DMRF-funded Scientists Discover New Genetic Basis for Dystonia
Discovery of New Gene Provides Opportunity to Better Understand Focal and Generalized Dystonias
Scientists from Mount Sinai School of Medicine and Beth Israel Medical Center have announced the latest discovery in dystonia research: a novel gene for primary torsion dystonia, which includes adult onset focal dystonia and early onset dystonia. The Dystonia Medical Research Foundation (DMRF) is proud to have partially supported this work.
This discovery was made through the collaboration of the molectular genetic laboratory of Dr. Laurie Ozelius at Mount Sinai and the clinical research team led by Dr. Susan Bressman at Beth Israel, as well as movement disorder specialists in the US and Canada. Ultimately, this work derived from the generosity of patients and families who participated in these studies for over a 25 year period. Many responded through advertisements placed in the DMRF's Dystonia Dialogue newsletter to participate in the NIH-Funded parent study.
Published online December 9 in Nature Genetics, the findings describe the GNAL gene, the first primary torsion dystonia gene that directly points to signal transduction pathways in the dopamine system as the origin of pathophysiology. Genetic testing in volunteers from two dystonia families revealed mutations in GNAL. Further screening of 39 additional families identified another six mutations in this gene. This discovery will help development of genetic tests to confirm diagnosis, identify unaffected adult carriers, and provide greater reproductive health options for affected families. The research also unveils a new potential therapeutic target and thus an opportunity for developing new treatments.
“The technique used for the identification of the GNAL gene—called exome sequencing—is a powerful and efficient tool that will accelerate the pace of dystonia gene discovery and, consequently, our understanding of the pathways involved in primary torsion dystonia.” says Dr. Ozelius, who led the research team. “Any new gene offers the potential to develop new therapeutics, but because GNAL belongs to a well-studied pathway, other components in this pathway may also be targets for drug development” adds Tania Fuchs, PhD, Instructor in the Department of Genetics and Genomic Sciences of Mount Sinai School of Medicine, who is first author of the paper.
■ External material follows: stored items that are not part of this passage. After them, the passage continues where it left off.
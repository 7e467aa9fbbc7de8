use rand::seq::SliceRandom;
use rand::Rng;

use crate::geometry::Rect;

pub const BOMB_COLORS: [[u8; 3]; 6] = [
    [255, 0, 0],
    [0, 255, 0],
    [0, 0, 255],
    [255, 255, 0],
    [255, 0, 255],
    [0, 255, 255],
];

pub const MIN_RADIUS: i32 = 10;
pub const MAX_RADIUS: i32 = 50;

// 生成位置的最大重试次数
pub const SPAWN_ATTEMPTS: usize = 100;

// 炸弹：匀速运动的圆，碰到边界反弹
#[derive(Clone, Debug, PartialEq)]
pub struct Bomb {
    pub rect: Rect,
    pub radius: i32,
    pub vel: (i32, i32),
    pub color: [u8; 3],
}

impl Bomb {
    pub fn new(center: (i32, i32), radius: i32, vel: (i32, i32), color: [u8; 3]) -> Self {
        Self {
            rect: Rect::from_center(center, radius * 2, radius * 2),
            radius,
            vel,
            color,
        }
    }

    // 随机生成完全在区域内、且尽量不与 keep_clear 重叠的炸弹；
    // 区域需至少容纳最大直径，多次重试仍重叠时接受最后一次结果
    pub fn random(area: &Rect, keep_clear: &Rect, rng: &mut impl Rng) -> Self {
        let radius = rng.gen_range(MIN_RADIUS..=MAX_RADIUS);
        let color = *BOMB_COLORS.choose(rng).unwrap_or(&BOMB_COLORS[0]);
        let vel = (
            if rng.gen_bool(0.5) { 1 } else { -1 },
            if rng.gen_bool(0.5) { 1 } else { -1 },
        );
        let mut place = || {
            let center = (
                rng.gen_range(area.left + radius..=area.right() - radius),
                rng.gen_range(area.top + radius..=area.bottom() - radius),
            );
            Self::new(center, radius, vel, color)
        };
        let mut bomb = place();
        for _ in 1..SPAWN_ATTEMPTS {
            if !bomb.rect.intersects(keep_clear) {
                break;
            }
            bomb = place();
        }
        if bomb.rect.intersects(keep_clear) {
            log::warn!("bomb spawned over the keep-clear area after {SPAWN_ATTEMPTS} attempts");
        }
        bomb
    }

    pub fn rect(&self) -> Rect {
        self.rect
    }

    pub fn center(&self) -> (i32, i32) {
        self.rect.center()
    }

    // 预判反弹：下一步将越过前进方向的边界时先反转该轴速度再移动。
    // 与“越界后再反转”的做法不同，炸弹不会超出边界，每次反弹少走 1 像素
    pub fn update(&mut self, area: &Rect) {
        let next = self.rect.moved(self.vel.0, self.vel.1);
        let (vx, vy) = self.vel;
        if (vx < 0 && next.left < area.left) || (vx > 0 && next.right() > area.right()) {
            self.vel.0 = -vx;
        }
        if (vy < 0 && next.top < area.top) || (vy > 0 && next.bottom() > area.bottom()) {
            self.vel.1 = -vy;
        }
        self.rect.move_by(self.vel.0, self.vel.1);
    }
}
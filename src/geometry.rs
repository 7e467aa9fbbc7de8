// 整数坐标的轴对齐矩形，所有边界与碰撞判定共用
#[derive(Clone, Copy, Debug, Default, Eq, PartialEq, Hash)]
pub struct Rect {
    pub left: i32,
    pub top: i32,
    pub width: i32,
    pub height: i32,
}

impl Rect {
    pub const fn new(left: i32, top: i32, width: i32, height: i32) -> Self {
        Self {
            left,
            top,
            width,
            height,
        }
    }

    // 以中心点构造矩形
    pub fn from_center(center: (i32, i32), width: i32, height: i32) -> Self {
        let mut rect = Self::new(0, 0, width, height);
        rect.set_center(center);
        rect
    }

    pub fn right(&self) -> i32 {
        self.left + self.width
    }

    pub fn bottom(&self) -> i32 {
        self.top + self.height
    }

    pub fn center(&self) -> (i32, i32) {
        (self.left + self.width / 2, self.top + self.height / 2)
    }

    pub fn size(&self) -> (i32, i32) {
        (self.width, self.height)
    }

    pub fn set_center(&mut self, (cx, cy): (i32, i32)) {
        self.left = cx - self.width / 2;
        self.top = cy - self.height / 2;
    }

    // 返回平移后的副本
    pub fn moved(&self, dx: i32, dy: i32) -> Self {
        Self {
            left: self.left + dx,
            top: self.top + dy,
            ..*self
        }
    }

    pub fn move_by(&mut self, dx: i32, dy: i32) {
        self.left += dx;
        self.top += dy;
    }

    // 严格重叠判定：共边不算，空矩形永不相交
    pub fn intersects(&self, other: &Rect) -> bool {
        if self.width <= 0 || self.height <= 0 || other.width <= 0 || other.height <= 0 {
            return false;
        }
        self.left < other.right()
            && other.left < self.right()
            && self.top < other.bottom()
            && other.top < self.bottom()
    }

    // 判断是否完全包含另一个矩形
    pub fn contains(&self, other: &Rect) -> bool {
        check_bound(self, other) == (true, true)
    }
}

// 分轴判断 obj 是否在 area 内，返回 (横向, 纵向)；贴边仍算在内
pub fn check_bound(area: &Rect, obj: &Rect) -> (bool, bool) {
    let in_x = obj.left >= area.left && obj.right() <= area.right();
    let in_y = obj.top >= area.top && obj.bottom() <= area.bottom();
    (in_x, in_y)
}

// 两个矩形是否重叠（对称）
pub fn check_collide(a: &Rect, b: &Rect) -> bool {
    a.intersects(b)
}

// 图片旋转 degrees 度后的外接矩形尺寸
pub fn rotated_extent(width: i32, height: i32, degrees: f32) -> (i32, i32) {
    let rad = degrees.to_radians();
    let (sin, cos) = (rad.sin().abs(), rad.cos().abs());
    let w = width as f32 * cos + height as f32 * sin;
    let h = width as f32 * sin + height as f32 * cos;
    (w.round() as i32, h.round() as i32)
}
Primary torsion dystonia is a movement disorder characterized by repetitive twisting muscle contractions and postures that can affect the face, neck, arms, legs, or torso. Common symptoms include tremors, voice problems, or a dragging foot. Primary torsion dystonia may be adult onset or childhood onset. Symptoms can be focal, segmental or generalized. The disorder is dominantly inherited with reduced penetrance, making it difficult to predict which family members may at risk without genetic screening. Three additional genes associated with primary torsion dystonia have been identified: DYT1, THAP1, and CIZI.
Art Kessler, President of the DMRF says, “We’re delighted that we were able to support this research into the underlying genetic basis of dystonia. It’s especially exciting that this gene appears relevant to families impacted by focal and generalized dystonias—adult onset and childhood onset forms of the disorder. This research has the potential to lead to new diagnostic tools and novel treatments for many of us in the dystonia community.”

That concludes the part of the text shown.